## Exercise prompt:
Please restate each entry below, word for word.

Content starts

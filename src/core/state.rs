//! Execution state models

use crate::core::{event::Conclusion, stage::StageKind};
use chrono::{DateTime, Utc};
use serde::{Deserialize, Serialize};

/// Overall run status
#[derive(Debug, Clone, Copy, PartialEq, Eq, Serialize, Deserialize)]
#[serde(rename_all = "snake_case")]
pub enum RunStatus {
    /// Run has been created but not started
    Pending,
    /// Run is executing stages
    Running,
    Success,
    Failure,
    Cancelled,
}

impl RunStatus {
    /// Check if the run is in a terminal state
    pub fn is_terminal(&self) -> bool {
        matches!(
            self,
            RunStatus::Success | RunStatus::Failure | RunStatus::Cancelled
        )
    }

    /// Conclusion reported to downstream listeners
    pub fn conclusion(&self) -> Option<Conclusion> {
        match self {
            RunStatus::Success => Some(Conclusion::Success),
            RunStatus::Failure => Some(Conclusion::Failure),
            RunStatus::Cancelled => Some(Conclusion::Cancelled),
            RunStatus::Pending | RunStatus::Running => None,
        }
    }

    pub fn as_str(&self) -> &'static str {
        match self {
            RunStatus::Pending => "pending",
            RunStatus::Running => "running",
            RunStatus::Success => "success",
            RunStatus::Failure => "failure",
            RunStatus::Cancelled => "cancelled",
        }
    }

    pub fn parse(s: &str) -> Option<Self> {
        match s {
            "pending" => Some(RunStatus::Pending),
            "running" => Some(RunStatus::Running),
            "success" => Some(RunStatus::Success),
            "failure" => Some(RunStatus::Failure),
            "cancelled" => Some(RunStatus::Cancelled),
            _ => None,
        }
    }
}

/// Status of a single task invocation
#[derive(Debug, Clone, Copy, PartialEq, Eq, Serialize, Deserialize)]
#[serde(rename_all = "snake_case")]
pub enum TaskStatus {
    Success,
    Failure,
    Skipped,
}

/// Result of one task invocation within a run. Immutable once recorded.
#[derive(Debug, Clone, PartialEq, Eq, Serialize, Deserialize)]
pub struct TaskResult {
    pub task_name: String,
    pub status: TaskStatus,
    /// Captured output, or the failure/skip reason
    pub output: String,
    pub cache_hit: bool,
    /// Number of adapter invocations (0 for skips and cache hits)
    pub attempts: usize,
}

impl TaskResult {
    pub fn success(task_name: impl Into<String>, output: String, attempts: usize) -> Self {
        Self {
            task_name: task_name.into(),
            status: TaskStatus::Success,
            output,
            cache_hit: false,
            attempts,
        }
    }

    pub fn cached(task_name: impl Into<String>, output: String) -> Self {
        Self {
            task_name: task_name.into(),
            status: TaskStatus::Success,
            output,
            cache_hit: true,
            attempts: 0,
        }
    }

    pub fn failure(task_name: impl Into<String>, error: String, attempts: usize) -> Self {
        Self {
            task_name: task_name.into(),
            status: TaskStatus::Failure,
            output: error,
            cache_hit: false,
            attempts,
        }
    }

    pub fn skipped(task_name: impl Into<String>, reason: impl Into<String>) -> Self {
        Self {
            task_name: task_name.into(),
            status: TaskStatus::Skipped,
            output: reason.into(),
            cache_hit: false,
            attempts: 0,
        }
    }
}

/// Outcome of a stage
#[derive(Debug, Clone, Copy, PartialEq, Eq, Serialize, Deserialize)]
#[serde(rename_all = "snake_case")]
pub enum StageStatus {
    Success,
    Failure,
    Skipped,
}

/// Recorded result of a stage within a run
#[derive(Debug, Clone, PartialEq, Eq, Serialize, Deserialize)]
pub struct StageResult {
    pub stage_name: String,
    #[serde(default)]
    pub kind: StageKind,
    pub status: StageStatus,
    pub tasks: Vec<TaskResult>,
    /// Why the stage was skipped, if it was
    pub skip_reason: Option<String>,
    pub started_at: DateTime<Utc>,
    pub ended_at: DateTime<Utc>,
}

impl StageResult {
    /// A stage whose every task was skipped for `reason`
    pub fn skipped<'a>(
        stage_name: impl Into<String>,
        task_names: impl IntoIterator<Item = &'a str>,
        reason: impl Into<String>,
    ) -> Self {
        let reason = reason.into();
        let now = Utc::now();
        Self {
            stage_name: stage_name.into(),
            kind: StageKind::Standard,
            status: StageStatus::Skipped,
            tasks: task_names
                .into_iter()
                .map(|name| TaskResult::skipped(name, reason.clone()))
                .collect(),
            skip_reason: Some(reason),
            started_at: now,
            ended_at: now,
        }
    }

    /// Check if any task in this stage failed
    pub fn has_failure(&self) -> bool {
        self.status == StageStatus::Failure
    }

    /// Whether this is the result of the terminal notify stage
    pub fn is_notify(&self) -> bool {
        self.kind == StageKind::Notify
    }

    pub fn task(&self, name: &str) -> Option<&TaskResult> {
        self.tasks.iter().find(|t| t.task_name == name)
    }
}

Content ends

## Output below:
filename src/core/state.rs
//! Execution state models

use crate::core::{event::Conclusion, stage::StageKind};
use chrono::{DateTime, Utc};
use serde::{Deserialize, Serialize};

/// Overall run status
#[derive(Debug, Clone, Copy, PartialEq, Eq, Serialize, Deserialize)]
#[serde(rename_all = "snake_case")]
pub enum RunStatus {
    /// Run has been created but not started
    Pending,
    /// Run is executing stages
    Running,
    Success,
    Failure,
    Cancelled,
}

impl RunStatus {
    /// Check if the run is in a terminal state
    pub fn is_terminal(&self) -> bool {
        matches!(
            self,
            RunStatus::Success | RunStatus::Failure | RunStatus::Cancelled
        )
    }

    /// Conclusion reported to downstream listeners
    pub fn conclusion(&self) -> Option<Conclusion> {
        match self {
            RunStatus::Success => Some(Conclusion::Success),
            RunStatus::Failure => Some(Conclusion::Failure),
            RunStatus::Cancelled => Some(Conclusion::Cancelled),
            RunStatus::Pending | RunStatus::Running => None,
        }
    }

    pub fn as_str(&self) -> &'static str {
        match self {
            RunStatus::Pending => "pending",
            RunStatus::Running => "running",
            RunStatus::Success => "success",
            RunStatus::Failure => "failure",
            RunStatus::Cancelled => "cancelled",
        }
    }

    pub fn parse(s: &str) -> Option<Self> {
        match s {
            "pending" => Some(RunStatus::Pending),
            "running" => Some(RunStatus::Running),
            "success" => Some(RunStatus::Success),
            "failure" => Some(RunStatus::Failure),
            "cancelled" => Some(RunStatus::Cancelled),
            _ => None,
        }
    }
}

/// Status of a single task invocation
#[derive(Debug, Clone, Copy, PartialEq, Eq, Serialize, Deserialize)]
#[serde(rename_all = "snake_case")]
pub enum TaskStatus {
    Success,
    Failure,
    Skipped,
}

/// Result of one task invocation within a run. Immutable once recorded.
#[derive(Debug, Clone, PartialEq, Eq, Serialize, Deserialize)]
pub struct TaskResult {
    pub task_name: String,
    pub status: TaskStatus,
    /// Captured output, or the failure/skip reason
    pub output: String,
    pub cache_hit: bool,
    /// Number of adapter invocations (0 for skips and cache hits)
    pub attempts: usize,
}

impl TaskResult {
    pub fn success(task_name: impl Into<String>, output: String, attempts: usize) -> Self {
        Self {
            task_name: task_name.into(),
            status: TaskStatus::Success,
            output,
            cache_hit: false,
            attempts,
        }
    }

    pub fn cached(task_name: impl Into<String>, output: String) -> Self {
        Self {
            task_name: task_name.into(),
            status: TaskStatus::Success,
            output,
            cache_hit: true,
            attempts: 0,
        }
    }

    pub fn failure(task_name: impl Into<String>, error: String, attempts: usize) -> Self {
        Self {
            task_name: task_name.into(),
            status: TaskStatus::Failure,
            output: error,
            cache_hit: false,
            attempts,
        }
    }

    pub fn skipped(task_name: impl Into<String>, reason: impl Into<String>) -> Self {
        Self {
            task_name: task_name.into(),
            status: TaskStatus::Skipped,
            output: reason.into(),
            cache_hit: false,
            attempts: 0,
        }
    }
}

/// Outcome of a stage
#[derive(Debug, Clone, Copy, PartialEq, Eq, Serialize, Deserialize)]
#[serde(rename_all = "snake_case")]
pub enum StageStatus {
    Success,
    Failure,
    Skipped,
}

/// Recorded result of a stage within a run
#[derive(Debug, Clone, PartialEq, Eq, Serialize, Deserialize)]
pub struct StageResult {
    pub stage_name: String,
    #[serde(default)]
    pub kind: StageKind,
    pub status: StageStatus,
    pub tasks: Vec<TaskResult>,
    /// Why the stage was skipped, if it was
    pub skip_reason: Option<String>,
    pub started_at: DateTime<Utc>,
    pub ended_at: DateTime<Utc>,
}

impl StageResult {
    /// A stage whose every task was skipped for `reason`
    pub fn skipped<'a>(
        stage_name: impl Into<String>,
        task_names: impl IntoIterator<Item = &'a str>,
        reason: impl Into<String>,
    ) -> Self {
        let reason = reason.into();
        let now = Utc::now();
        Self {
            stage_name: stage_name.into(),
            kind: StageKind::Standard,
            status: StageStatus::Skipped,
            tasks: task_names
                .into_iter()
                .map(|name| TaskResult::skipped(name, reason.clone()))
                .collect(),
            skip_reason: Some(reason),
            started_at: now,
            ended_at: now,
        }
    }

    /// Check if any task in this stage failed
    pub fn has_failure(&self) -> bool {
        self.status == StageStatus::Failure
    }

    /// Whether this is the result of the terminal notify stage
    pub fn is_notify(&self) -> bool {
        self.kind == StageKind::Notify
    }

    pub fn task(&self, name: &str) -> Option<&TaskResult> {
        self.tasks.iter().find(|t| t.task_name == name)
    }
}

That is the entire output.